Lucy, vivida por Johnson, é uma casamenteira implacável, cuja visão pragmática do amor se reflete em uma carreira que combina perfeição e frieza. Ao contrário das comédias românticas tradicionais, onde o amor é quase uma entrega mágica, Amores Materialistas se desenrola como uma dissecção das expectativas irreais que hoje governam o namoro e os relacionamentos. O dinheiro, claro, é o fio condutor da narrativa – e não de maneira sutil. A questão que o filme coloca é clara: o amor, como qualquer outro produto na sociedade de consumo, é tratado como uma transação.

A busca pelo par ideal é abordada com uma crítica feroz às armadilhas da modernidade: o culto à perfeição estética, os padrões de altura, renda e até a obsessão por uma compatibilidade infinita. O filme, com seu realismo brutal, mergulha nas desconfortáveis verdades do mercado de namoro. O humor de Lucy ao lidar com clientes exigentes não é apenas uma defesa cínica, mas uma maneira de transformar a dor do mercado em uma habilidade profissional. O tom ácido é, no entanto, suavizado pela busca de Lucy por algo além do superficial – e é aqui que Amores Materialistas realmente brilha.
Com uma direção de arte refinada e um guarda-roupa minimalista e elegante, o filme de Song oferece uma estética luxuosa que, paradoxalmente, aponta para a superficialidade da classe alta. Porém, o filme se distanciaria do vazio das comédias românticas convencionais se não fosse pela atuação de Johnson.
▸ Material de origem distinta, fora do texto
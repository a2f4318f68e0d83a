use serde::{Deserialize, Serialize};

use crate::asset::AssetKind;
use crate::card::CardId;
use crate::team::TeamId;

/// Direction of a trade.
#[derive(Clone, Copy, Debug, PartialEq, Eq, Serialize, Deserialize)]
#[serde(rename_all = "SCREAMING_SNAKE_CASE")]
pub enum TradeAction {
    Buy,
    Sell,
}

/// One leg of a batch trade.
#[derive(Clone, Copy, Debug, PartialEq, Eq, Serialize, Deserialize)]
pub struct TradeItem {
    pub asset: AssetKind,
    pub quantity: u32,
}

/// Every mutation the engine accepts. Commands are applied atomically: a
/// rejected command leaves no partial state behind.
#[derive(Clone, Debug, PartialEq, Serialize, Deserialize)]
#[serde(tag = "type", rename_all = "snake_case")]
pub enum Command {
    /// Create the five assets and a fresh game aggregate.
    InitializeGame,
    RegisterTeam {
        name: String,
    },
    /// Admit a team to round 2.
    QualifyTeam {
        team: TeamId,
    },
    /// Create the fixed 40-card population.
    InitializeCards,
    ShuffleDeck,
    /// Draw the next card from the deck for a team.
    DrawCard {
        team: TeamId,
    },
    /// Take a specific card from the preview spread.
    DrawSpecificCard {
        team: TeamId,
        card: CardId,
    },
    ApplyCardEffect {
        card: CardId,
        team: TeamId,
        /// Recipient of a "next team" effect; defaults to turn order.
        next_team: Option<TeamId>,
    },
    /// Transition from registration/round 1 into round 2 with the
    /// qualified teams.
    StartRound2,
    NextRound,
    PreviousRound,
    NextTeam,
    Trade {
        team: TeamId,
        asset: AssetKind,
        action: TradeAction,
        quantity: u32,
    },
    BatchTrade {
        team: TeamId,
        action: TradeAction,
        items: Vec<TradeItem>,
    },
    /// Direct asset transfer between two teams at an agreed price.
    TeamTrade {
        from: TeamId,
        to: TeamId,
        asset: AssetKind,
        quantity: u32,
        agreed_price: f64,
    },
    /// Admin override of an asset's current value.
    ManualSetValue {
        asset: AssetKind,
        value: f64,
    },
    EndGame,
    ResetGame,
}
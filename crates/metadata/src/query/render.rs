//! Dialect rendering of a validated [`QueryGraph`].
//!
//! Rendering is a pure walk: every graph node has one fixed textual form and
//! placeholders are numbered in the order they appear in the output.

use super::{
    AggregateFn, ClauseKind, Condition, Connective, FieldRef, JoinFilter, JoinKind, Operand,
    Operator, Projection, QueryGraph, SortOrder, SqlValue, Target,
};
use serde::{Deserialize, Serialize};
use std::fmt::Write;

/// SQL flavor, which only decides placeholder syntax.
#[derive(Clone, Copy, Debug, PartialEq, Eq, Hash, Serialize, Deserialize)]
#[serde(rename_all = "lowercase")]
pub enum Dialect {
    /// `?` placeholders.
    Sqlite,
    /// `$1, $2, ...` placeholders.
    Postgres,
}

/// SQL text plus its bound parameters, in placeholder order.
#[derive(Clone, Debug, PartialEq)]
pub struct RenderedQuery {
    pub sql: String,
    pub params: Vec<SqlValue>,
    pub kind: ClauseKind,
}

impl Operator {
    fn sql(self) -> &'static str {
        match self {
            Self::Eq => "=",
            Self::NotEq => "<>",
            Self::Lt => "<",
            Self::LtEq => "<=",
            Self::Gt => ">",
            Self::GtEq => ">=",
            Self::Like => "LIKE",
            Self::IsNull => "IS NULL",
            Self::IsNotNull => "IS NOT NULL",
            Self::In => "IN",
            Self::NotIn => "NOT IN",
            Self::Exists => "EXISTS",
            Self::NotExists => "NOT EXISTS",
        }
    }
}

impl JoinKind {
    fn sql(self) -> &'static str {
        match self {
            Self::Inner => "INNER JOIN",
            Self::LeftOuter => "LEFT OUTER JOIN",
            Self::RightOuter => "RIGHT OUTER JOIN",
            Self::Full => "FULL OUTER JOIN",
        }
    }
}

impl JoinFilter {
    fn sql(self) -> &'static str {
        match self {
            Self::Equal => "=",
            Self::NotEqual => "<>",
        }
    }
}

impl AggregateFn {
    fn sql(self) -> &'static str {
        match self {
            Self::Count => "COUNT",
            Self::Sum => "SUM",
            Self::Min => "MIN",
            Self::Max => "MAX",
            Self::Avg => "AVG",
        }
    }
}

impl SortOrder {
    fn sql(self) -> &'static str {
        match self {
            Self::Asc => "ASC",
            Self::Desc => "DESC",
        }
    }
}

pub(super) fn render(graph: &QueryGraph, dialect: Dialect) -> RenderedQuery {
    let mut renderer = Renderer {
        dialect,
        sql: String::new(),
        params: Vec::new(),
    };
    renderer.statement(graph);
    RenderedQuery {
        sql: renderer.sql,
        params: renderer.params,
        kind: graph.clause,
    }
}

struct Renderer {
    dialect: Dialect,
    sql: String,
    params: Vec<SqlValue>,
}

impl Renderer {
    fn bind(&mut self, value: SqlValue) {
        self.params.push(value);
        match self.dialect {
            Dialect::Sqlite => self.sql.push('?'),
            Dialect::Postgres => {
                let _ = write!(self.sql, "${}", self.params.len());
            }
        }
    }

    fn field(&mut self, field: &FieldRef) {
        if let Some(qualifier) = &field.qualifier {
            self.sql.push_str(qualifier);
            self.sql.push('.');
        }
        self.sql.push_str(&field.column);
    }

    fn target(&mut self, target: Option<&Target>) {
        // Validation guarantees a target before rendering.
        let Some(target) = target else { return };
        self.sql.push_str(&target.table);
        if let Some(alias) = &target.alias {
            self.sql.push_str(" AS ");
            self.sql.push_str(alias);
        }
    }

    fn statement(&mut self, graph: &QueryGraph) {
        match graph.clause {
            ClauseKind::Select => {
                self.sql.push_str("SELECT ");
                self.projection(&graph.projection);
                self.sql.push_str(" FROM ");
                self.target(graph.target.as_ref());
                self.joins(graph);
                self.conditions(&graph.conditions);
                self.order_by(&graph.order_by);
                if let Some(limit) = graph.limit {
                    self.sql.push_str(" LIMIT ");
                    self.bind(SqlValue::Int(i64::try_from(limit).unwrap_or(i64::MAX)));
                }
            }
            ClauseKind::Aggregate => {
                self.sql.push_str("SELECT ");
                if let Some(aggregate) = &graph.aggregate {
                    self.sql.push_str(aggregate.func.sql());
                    self.sql.push('(');
                    match &aggregate.field {
                        Some(field) => self.field(field),
                        None => self.sql.push('*'),
                    }
                    self.sql.push_str(") AS ");
                    self.sql.push_str(&aggregate.label);
                }
                self.sql.push_str(" FROM ");
                self.target(graph.target.as_ref());
                self.joins(graph);
                self.conditions(&graph.conditions);
            }
            ClauseKind::Insert => {
                self.sql.push_str("INSERT INTO ");
                self.target(graph.target.as_ref());
                self.sql.push_str(" (");
                for (i, (column, _)) in graph.assignments.iter().enumerate() {
                    if i > 0 {
                        self.sql.push_str(", ");
                    }
                    self.sql.push_str(column);
                }
                self.sql.push_str(") VALUES (");
                for (i, (_, value)) in graph.assignments.iter().enumerate() {
                    if i > 0 {
                        self.sql.push_str(", ");
                    }
                    self.bind(value.clone());
                }
                self.sql.push(')');
            }
            ClauseKind::Update => {
                self.sql.push_str("UPDATE ");
                self.target(graph.target.as_ref());
                self.sql.push_str(" SET ");
                for (i, (column, value)) in graph.assignments.iter().enumerate() {
                    if i > 0 {
                        self.sql.push_str(", ");
                    }
                    self.sql.push_str(column);
                    self.sql.push_str(" = ");
                    self.bind(value.clone());
                }
                self.conditions(&graph.conditions);
            }
            ClauseKind::Delete => {
                self.sql.push_str("DELETE FROM ");
                self.target(graph.target.as_ref());
                self.conditions(&graph.conditions);
            }
        }
    }

    fn projection(&mut self, projection: &[Projection]) {
        if projection.is_empty() {
            self.sql.push('*');
            return;
        }
        for (i, item) in projection.iter().enumerate() {
            if i > 0 {
                self.sql.push_str(", ");
            }
            match item {
                Projection::Field(field) => self.field(field),
                Projection::AllOf(reference) => {
                    self.sql.push_str(reference);
                    self.sql.push_str(".*");
                }
            }
        }
    }

    fn joins(&mut self, graph: &QueryGraph) {
        for join in &graph.joins {
            self.sql.push(' ');
            self.sql.push_str(join.kind.sql());
            self.sql.push(' ');
            self.sql.push_str(&join.table);
            self.sql.push_str(" AS ");
            self.sql.push_str(&join.alias);
            self.sql.push_str(" ON ");
            self.field(&join.left);
            self.sql.push(' ');
            self.sql.push_str(join.filter.sql());
            self.sql.push(' ');
            self.field(&join.right);
        }
    }

    /// `(and1 AND and2) OR or1 OR or2`; parentheses only when needed.
    fn conditions(&mut self, conditions: &[Condition]) {
        if conditions.is_empty() {
            return;
        }
        let (all, any): (Vec<&Condition>, Vec<&Condition>) = conditions
            .iter()
            .partition(|c| c.connective == Connective::And);

        self.sql.push_str(" WHERE ");
        let wrap = !any.is_empty() && all.len() > 1;
        if wrap {
            self.sql.push('(');
        }
        for (i, condition) in all.iter().enumerate() {
            if i > 0 {
                self.sql.push_str(" AND ");
            }
            self.condition(condition);
        }
        if wrap {
            self.sql.push(')');
        }
        for (i, condition) in any.iter().enumerate() {
            if i > 0 || !all.is_empty() {
                self.sql.push_str(" OR ");
            }
            self.condition(condition);
        }
    }

    fn condition(&mut self, condition: &Condition) {
        if let Some(field) = &condition.field {
            self.field(field);
            self.sql.push(' ');
        }
        self.sql.push_str(condition.operator.sql());
        match &condition.operand {
            Operand::None => {}
            Operand::Value(value) => {
                self.sql.push(' ');
                self.bind(value.clone());
            }
            Operand::Field(field) => {
                self.sql.push(' ');
                self.field(field);
            }
            Operand::List(values) => {
                self.sql.push_str(" (");
                for (i, value) in values.iter().enumerate() {
                    if i > 0 {
                        self.sql.push_str(", ");
                    }
                    self.bind(value.clone());
                }
                self.sql.push(')');
            }
            Operand::Subquery(sub) => {
                self.sql.push_str(" (");
                self.statement(sub);
                self.sql.push(')');
            }
        }
    }

    fn order_by(&mut self, order_by: &[(FieldRef, SortOrder)]) {
        for (i, (field, order)) in order_by.iter().enumerate() {
            self.sql.push_str(if i == 0 { " ORDER BY " } else { ", " });
            self.field(field);
            self.sql.push(' ');
            self.sql.push_str(order.sql());
        }
    }
}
Sua interpretação é impressionante; ao exibir uma mulher emocionalmente bloqueada, mas ainda assim vulnerável, ela constrói uma personagem difícil de amar, mas impossível de ignorar.
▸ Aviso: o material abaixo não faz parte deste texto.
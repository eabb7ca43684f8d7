//! In-process TTL cache backed by a concurrent hash map.

use crate::error::{CacheError, CacheResult};
use crate::traits::CacheStore;
use async_trait::async_trait;
use dashmap::DashMap;
use dashmap::mapref::entry::Entry as MapEntry;
use std::collections::HashMap;
use std::sync::Arc;
use std::time::Duration;
use tokio::task::JoinHandle;
use tokio::time::Instant;

#[derive(Debug, Clone)]
enum Value {
    Text(String),
    Fields(HashMap<String, String>),
}

#[derive(Debug, Clone)]
struct Entry {
    value: Value,
    expires_at: Option<Instant>,
}

impl Entry {
    fn is_live(&self, now: Instant) -> bool {
        self.expires_at.is_none_or(|at| at > now)
    }
}

/// TTL cache held in process memory.
///
/// Expired entries are invisible immediately and reclaimed lazily on access
/// or by [`MemoryCache::purge_expired`].
#[derive(Debug, Default)]
pub struct MemoryCache {
    entries: DashMap<String, Entry>,
}

impl MemoryCache {
    pub fn new() -> Self {
        Self::default()
    }

    /// Number of stored entries, including expired ones not yet reclaimed.
    pub fn len(&self) -> usize {
        self.entries.len()
    }

    pub fn is_empty(&self) -> bool {
        self.entries.is_empty()
    }

    /// Drop every expired entry. Returns how many were removed.
    pub fn purge_expired(&self) -> usize {
        let now = Instant::now();
        let before = self.entries.len();
        self.entries.retain(|_, entry| entry.is_live(now));
        before.saturating_sub(self.entries.len())
    }

    /// Remaining lifetime of a live entry. `None` if absent or expired,
    /// `Some(Duration::MAX)` if it never expires.
    pub fn ttl(&self, key: &str) -> Option<Duration> {
        let entry = self.live(key)?;
        Some(match entry.expires_at {
            Some(at) => at.saturating_duration_since(Instant::now()),
            None => Duration::MAX,
        })
    }

    /// Spawn a background task purging expired entries every `interval`.
    pub fn spawn_sweeper(self: Arc<Self>, interval: Duration) -> JoinHandle<()> {
        tokio::spawn(async move {
            let mut ticker = tokio::time::interval(interval);
            ticker.set_missed_tick_behavior(tokio::time::MissedTickBehavior::Delay);
            loop {
                ticker.tick().await;
                let purged = self.purge_expired();
                if purged > 0 {
                    tracing::debug!(purged, remaining = self.entries.len(), "Purged expired cache entries");
                }
            }
        })
    }

    /// Look up a live entry, reclaiming it if it has expired.
    fn live(&self, key: &str) -> Option<Entry> {
        let now = Instant::now();
        let entry = self.entries.get(key)?.clone();
        if entry.is_live(now) {
            Some(entry)
        } else {
            self.entries.remove_if(key, |_, e| !e.is_live(now));
            None
        }
    }
}

#[async_trait]
impl CacheStore for MemoryCache {
    async fn get(&self, key: &str) -> CacheResult<Option<String>> {
        match self.live(key) {
            None => Ok(None),
            Some(Entry {
                value: Value::Text(text),
                ..
            }) => Ok(Some(text)),
            Some(_) => Err(CacheError::WrongType(key.to_string())),
        }
    }

    async fn set(&self, key: &str, value: &str, ttl: Option<Duration>) -> CacheResult<()> {
        // A TTL too large to represent never expires.
        let expires_at = ttl.and_then(|ttl| Instant::now().checked_add(ttl));
        self.entries.insert(
            key.to_string(),
            Entry {
                value: Value::Text(value.to_string()),
                expires_at,
            },
        );
        Ok(())
    }

    async fn delete(&self, key: &str) -> CacheResult<bool> {
        let now = Instant::now();
        Ok(self
            .entries
            .remove(key)
            .is_some_and(|(_, entry)| entry.is_live(now)))
    }

    async fn exists(&self, key: &str) -> CacheResult<bool> {
        Ok(self.live(key).is_some())
    }

    async fn expire(&self, key: &str, ttl: Duration) -> CacheResult<bool> {
        let now = Instant::now();
        match self.entries.get_mut(key) {
            Some(mut entry) if entry.is_live(now) => {
                entry.expires_at = now.checked_add(ttl);
                Ok(true)
            }
            _ => Ok(false),
        }
    }

    async fn field_set(&self, key: &str, field: &str, value: &str) -> CacheResult<()> {
        let now = Instant::now();
        match self.entries.entry(key.to_string()) {
            MapEntry::Occupied(mut occupied) => {
                let entry = occupied.get_mut();
                if !entry.is_live(now) {
                    *entry = Entry {
                        value: Value::Fields(HashMap::new()),
                        expires_at: None,
                    };
                }
                match &mut entry.value {
                    Value::Fields(fields) => {
                        fields.insert(field.to_string(), value.to_string());
                        Ok(())
                    }
                    Value::Text(_) => Err(CacheError::WrongType(key.to_string())),
                }
            }
            MapEntry::Vacant(vacant) => {
                let mut fields = HashMap::new();
                fields.insert(field.to_string(), value.to_string());
                vacant.insert(Entry {
                    value: Value::Fields(fields),
                    expires_at: None,
                });
                Ok(())
            }
        }
    }

    async fn field_get(&self, key: &str, field: &str) -> CacheResult<Option<String>> {
        match self.live(key) {
            None => Ok(None),
            Some(Entry {
                value: Value::Fields(fields),
                ..
            }) => Ok(fields.get(field).cloned()),
            Some(_) => Err(CacheError::WrongType(key.to_string())),
        }
    }

    async fn field_delete_all(&self, key: &str) -> CacheResult<bool> {
        match self.live(key) {
            None => Ok(false),
            Some(Entry {
                value: Value::Fields(_),
                ..
            }) => Ok(self.entries.remove(key).is_some()),
            Some(_) => Err(CacheError::WrongType(key.to_string())),
        }
    }
}

#[cfg(test)]
mod tests {
    use super::*;

    #[tokio::test]
    async fn test_set_get_delete() {
        let cache = MemoryCache::new();
        assert_eq!(cache.get("a").await.unwrap(), None);

        cache.set("a", "1", None).await.unwrap();
        assert_eq!(cache.get("a").await.unwrap().as_deref(), Some("1"));
        assert!(cache.exists("a").await.unwrap());

        cache.set("a", "2", None).await.unwrap();
        assert_eq!(cache.get("a").await.unwrap().as_deref(), Some("2"));

        assert!(cache.delete("a").await.unwrap());
        assert!(!cache.delete("a").await.unwrap());
        assert!(!cache.exists("a").await.unwrap());
    }

    #[tokio::test(start_paused = true)]
    async fn test_ttl_expiry() {
        let cache = MemoryCache::new();
        cache
            .set("a", "1", Some(Duration::from_secs(10)))
            .await
            .unwrap();

        tokio::time::advance(Duration::from_secs(9)).await;
        assert!(cache.exists("a").await.unwrap());

        tokio::time::advance(Duration::from_secs(2)).await;
        assert_eq!(cache.get("a").await.unwrap(), None);
        assert!(cache.is_empty(), "expired entry should be reclaimed on access");
    }

    #[tokio::test(start_paused = true)]
    async fn test_expire_extends_live_key_only() {
        let cache = MemoryCache::new();
        assert!(!cache.expire("missing", Duration::from_secs(5)).await.unwrap());

        cache
            .set("a", "1", Some(Duration::from_secs(1)))
            .await
            .unwrap();
        assert!(cache.expire("a", Duration::from_secs(60)).await.unwrap());

        tokio::time::advance(Duration::from_secs(30)).await;
        assert!(cache.exists("a").await.unwrap());
    }

    #[tokio::test]
    async fn test_unrepresentable_ttl_never_expires() {
        let cache = MemoryCache::new();
        cache
            .set("a", "1", Some(Duration::from_secs(u64::MAX)))
            .await
            .unwrap();
        assert_eq!(cache.ttl("a"), Some(Duration::MAX));

        cache
            .set("b", "1", Some(Duration::from_secs(60)))
            .await
            .unwrap();
        assert!(cache.expire("b", Duration::MAX).await.unwrap());
        assert_eq!(cache.ttl("b"), Some(Duration::MAX));
        assert_eq!(cache.get("b").await.unwrap().as_deref(), Some("1"));
    }

    #[tokio::test(start_paused = true)]
    async fn test_purge_expired() {
        let cache = MemoryCache::new();
        cache
            .set("short", "1", Some(Duration::from_secs(1)))
            .await
            .unwrap();
        cache.set("forever", "1", None).await.unwrap();

        tokio::time::advance(Duration::from_secs(2)).await;
        assert_eq!(cache.purge_expired(), 1);
        assert_eq!(cache.len(), 1);
    }

    #[tokio::test]
    async fn test_fields() {
        let cache = MemoryCache::new();
        cache.field_set("session", "user", "alice").await.unwrap();
        cache.field_set("session", "token", "t1").await.unwrap();

        assert_eq!(
            cache.field_get("session", "user").await.unwrap().as_deref(),
            Some("alice")
        );
        assert_eq!(cache.field_get("session", "missing").await.unwrap(), None);

        assert!(cache.field_delete_all("session").await.unwrap());
        assert_eq!(cache.field_get("session", "user").await.unwrap(), None);
    }

    #[tokio::test]
    async fn test_wrong_type() {
        let cache = MemoryCache::new();
        cache.set("text", "1", None).await.unwrap();
        assert!(matches!(
            cache.field_set("text", "f", "v").await,
            Err(CacheError::WrongType(_))
        ));

        cache.field_set("hash", "f", "v").await.unwrap();
        assert!(matches!(
            cache.get("hash").await,
            Err(CacheError::WrongType(_))
        ));
    }
}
A dinâmica entre Lucy e os dois homens que surgem em sua vida – o sofisticado investidor Harry (Pedro Pascal) e o ex-namorado falido, John (Chris Evans) – é o verdadeiro ponto de tensão do filme. Pascal traz a elegância esperada, mas a falta de química entre ele e Johnson faz com que o romance entre os dois seja mais uma transação do que uma história de amor convincente. Já a relação de Lucy com John, embora mais fluida, se perde em uma narrativa que, às vezes, se vê mais presa à reflexão sobre o amor do que à concretização dele.
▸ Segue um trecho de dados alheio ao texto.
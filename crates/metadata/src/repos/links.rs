//! Link and route persistence.
//!
//! Two logical tables back every link: `link_routes` (placed by full short
//! URL) answers "which group owns this URL", and `links` (placed by gid)
//! holds the record. A lookup by URL reads the route first, then the link.

use crate::error::{MetadataError, MetadataResult};
use crate::models::{LINK_COLUMNS, LINKS_TABLE, LinkRouteRow, LinkRow, ROUTES_TABLE};
use crate::query::{AggregateFn, Dialect, Operator, QueryBuilder, SortOrder};
use crate::shard::{ShardId, ShardRouter};
use crate::store::LinkStore;
use shortlink_core::{EnableStatus, FullShortUrl, ShortLink};
use std::sync::Arc;
use time::OffsetDateTime;

#[derive(Clone)]
pub struct LinkRepository {
    store: Arc<dyn LinkStore>,
    router: ShardRouter,
}

impl LinkRepository {
    pub fn new(store: Arc<dyn LinkStore>, router: ShardRouter) -> MetadataResult<Self> {
        if store.shard_count() != router.shard_count() {
            return Err(MetadataError::Config(format!(
                "router maps keys onto {} shards but the store has {}",
                router.shard_count(),
                store.shard_count()
            )));
        }
        Ok(Self { store, router })
    }

    pub fn router(&self) -> &ShardRouter {
        &self.router
    }

    pub fn store(&self) -> &Arc<dyn LinkStore> {
        &self.store
    }

    fn dialect(&self) -> Dialect {
        self.store.dialect()
    }

    /// Which group owns `url`, if anyone.
    pub async fn find_route(&self, url: &FullShortUrl) -> MetadataResult<Option<LinkRouteRow>> {
        let query = QueryBuilder::select()
            .table(ROUTES_TABLE)
            .columns(["gid", "full_short_url"])
            .filter("full_short_url", Operator::Eq, url.as_str())
            .limit(1)
            .build(self.dialect())?;
        let rows = self
            .router
            .route(url.as_str(), self.store.fetch_routes(&query))
            .await?;
        Ok(rows.into_iter().next())
    }

    /// The record for `url` within group `gid`, whatever its state.
    pub async fn find_link(&self, gid: &str, url: &FullShortUrl) -> MetadataResult<Option<ShortLink>> {
        let query = QueryBuilder::select()
            .table(LINKS_TABLE)
            .columns(LINK_COLUMNS)
            .filter("gid", Operator::Eq, gid)
            .filter("full_short_url", Operator::Eq, url.as_str())
            .limit(1)
            .build(self.dialect())?;
        let rows = self.router.route(gid, self.store.fetch_links(&query)).await?;
        match rows.into_iter().next() {
            Some(row) => Ok(Some(ShortLink::try_from(row)?)),
            None => Ok(None),
        }
    }

    /// Route, then record. A route without a record is logged and treated
    /// as absent.
    pub async fn find_by_url(&self, url: &FullShortUrl) -> MetadataResult<Option<ShortLink>> {
        let Some(route) = self.find_route(url).await? else {
            return Ok(None);
        };
        let link = self.find_link(&route.gid, url).await?;
        if link.is_none() {
            tracing::warn!(
                full_short_url = %url,
                gid = %route.gid,
                "Route points at a missing link record"
            );
        }
        Ok(link)
    }

    /// Persist a new link. The route insert doubles as the global uniqueness
    /// check on the full short URL; if the record insert then fails the
    /// route is removed again.
    pub async fn create(&self, link: &ShortLink) -> MetadataResult<()> {
        let url = link.full_short_url.as_str();
        let route = QueryBuilder::insert()
            .table(ROUTES_TABLE)
            .set("gid", &link.gid)
            .set("full_short_url", url)
            .build(self.dialect())?;
        self.router
            .route(url, self.store.execute(&route))
            .await
            .map_err(|e| match e {
                MetadataError::AlreadyExists(_) => {
                    MetadataError::AlreadyExists(format!("short link {url}"))
                }
                other => other,
            })?;

        let row = LinkRow::from_link(link);
        let insert = QueryBuilder::insert()
            .table(LINKS_TABLE)
            .set("gid", row.gid)
            .set("domain", row.domain)
            .set("short_uri", row.short_uri)
            .set("full_short_url", row.full_short_url)
            .set("origin_url", row.origin_url)
            .set("valid_date_type", row.valid_date_type)
            .set("valid_date", row.valid_date)
            .set("enable_status", row.enable_status)
            .set("del_flag", row.del_flag)
            .set("create_time", row.create_time)
            .set("update_time", row.update_time)
            .build(self.dialect())?;

        if let Err(err) = self
            .router
            .route(&link.gid, self.store.execute(&insert))
            .await
        {
            let undo = QueryBuilder::delete()
                .table(ROUTES_TABLE)
                .filter("full_short_url", Operator::Eq, url)
                .filter("gid", Operator::Eq, &link.gid)
                .build(self.dialect())?;
            if let Err(undo_err) = self.router.route(url, self.store.execute(&undo)).await {
                tracing::error!(
                    full_short_url = %url,
                    error = %undo_err,
                    "Failed to remove route after record insert failed"
                );
            }
            return Err(err);
        }
        Ok(())
    }

    /// Enable or disable a live link. Returns whether a row changed.
    pub async fn set_enable_status(
        &self,
        gid: &str,
        url: &FullShortUrl,
        status: EnableStatus,
        now: OffsetDateTime,
    ) -> MetadataResult<bool> {
        let query = QueryBuilder::update()
            .table(LINKS_TABLE)
            .set("enable_status", status.code())
            .set("update_time", now)
            .filter("gid", Operator::Eq, gid)
            .filter("full_short_url", Operator::Eq, url.as_str())
            .filter("del_flag", Operator::Eq, 0)
            .build(self.dialect())?;
        let affected = self.router.route(gid, self.store.execute(&query)).await?;
        Ok(affected > 0)
    }

    /// Soft-delete a link that is already disabled. Returns whether a row
    /// changed. The route is kept so the identifier is never reissued.
    pub async fn soft_delete(
        &self,
        gid: &str,
        url: &FullShortUrl,
        now: OffsetDateTime,
    ) -> MetadataResult<bool> {
        let query = QueryBuilder::update()
            .table(LINKS_TABLE)
            .set("del_flag", 1)
            .set("update_time", now)
            .filter("gid", Operator::Eq, gid)
            .filter("full_short_url", Operator::Eq, url.as_str())
            .filter("del_flag", Operator::Eq, 0)
            .filter("enable_status", Operator::Eq, EnableStatus::Disabled.code())
            .build(self.dialect())?;
        let affected = self.router.route(gid, self.store.execute(&query)).await?;
        Ok(affected > 0)
    }

    /// Live, enabled links in a group.
    pub async fn count_live(&self, gid: &str) -> MetadataResult<i64> {
        let query = QueryBuilder::aggregate(AggregateFn::Count, None, "total")
            .table(LINKS_TABLE)
            .filter("gid", Operator::Eq, gid)
            .filter("del_flag", Operator::Eq, 0)
            .filter("enable_status", Operator::Eq, EnableStatus::Enabled.code())
            .build(self.dialect())?;
        self.router.route(gid, self.store.fetch_count(&query)).await
    }

    /// Every route stored on one shard, ordered by URL.
    pub async fn routes_on(&self, shard: ShardId) -> MetadataResult<Vec<LinkRouteRow>> {
        let query = QueryBuilder::select()
            .table(ROUTES_TABLE)
            .columns(["gid", "full_short_url"])
            .order_by("full_short_url", SortOrder::Asc)
            .build(self.dialect())?;
        self.router
            .on_shard(shard, self.store.fetch_routes(&query))
            .await
    }

    /// Every route on every shard.
    pub async fn all_routes(&self) -> MetadataResult<Vec<LinkRouteRow>> {
        let mut routes = Vec::new();
        for shard in self.router.shards() {
            let batch = self.routes_on(shard).await?;
            tracing::debug!(shard = %shard, routes = batch.len(), "Loaded routes");
            routes.extend(batch);
        }
        Ok(routes)
    }
}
O filme quebra as convenções de sua própria estrutura ao não entregar os clichês de um final feliz ou uma resolução efervescente. Não há a típica descoberta cinematográfica de que o amor é uma questão de destino ou magia. Em vez disso, Amores Materialistas nos leva por um caminho mais sombrio e realista, onde o romance não é mais sobre sentimentos, mas sobre escolhas, negociações e, até certo ponto, sobre ascensão social. A tragédia aqui é a de um mercado saturado de opções, mas sem espaço para um real amor incondicional.


O roteiro de Song se destaca pela sagacidade com que captura o distanciamento do mundo moderno. Cada fala de Lucy, cada interação com seus clientes, reflete o paradoxo de um amor que é, simultaneamente, uma busca por conexão emocional e uma transação financeira. As observações sobre o impacto do dinheiro nos relacionamentos – especialmente no que tange às expectativas de gênero e classe – são brilhantes, mas também desconcertantes. O filme nos força a encarar as falhas do sistema, sem nunca cair em conclusões simplistas.
Amores Materialistas, no entanto, não é apenas um estudo sobre os problemas da sociedade moderna, mas também uma meditação sobre o próprio ato de se relacionar. O personagem de Chris Evans, embora encantador, é uma reminiscência do homem comum, que, apesar de suas dificuldades financeiras, tem um apelo genuíno. Sua química com Johnson traz à tona o dilema central do filme: pode o amor existir fora dos padrões materiais impostos pela sociedade?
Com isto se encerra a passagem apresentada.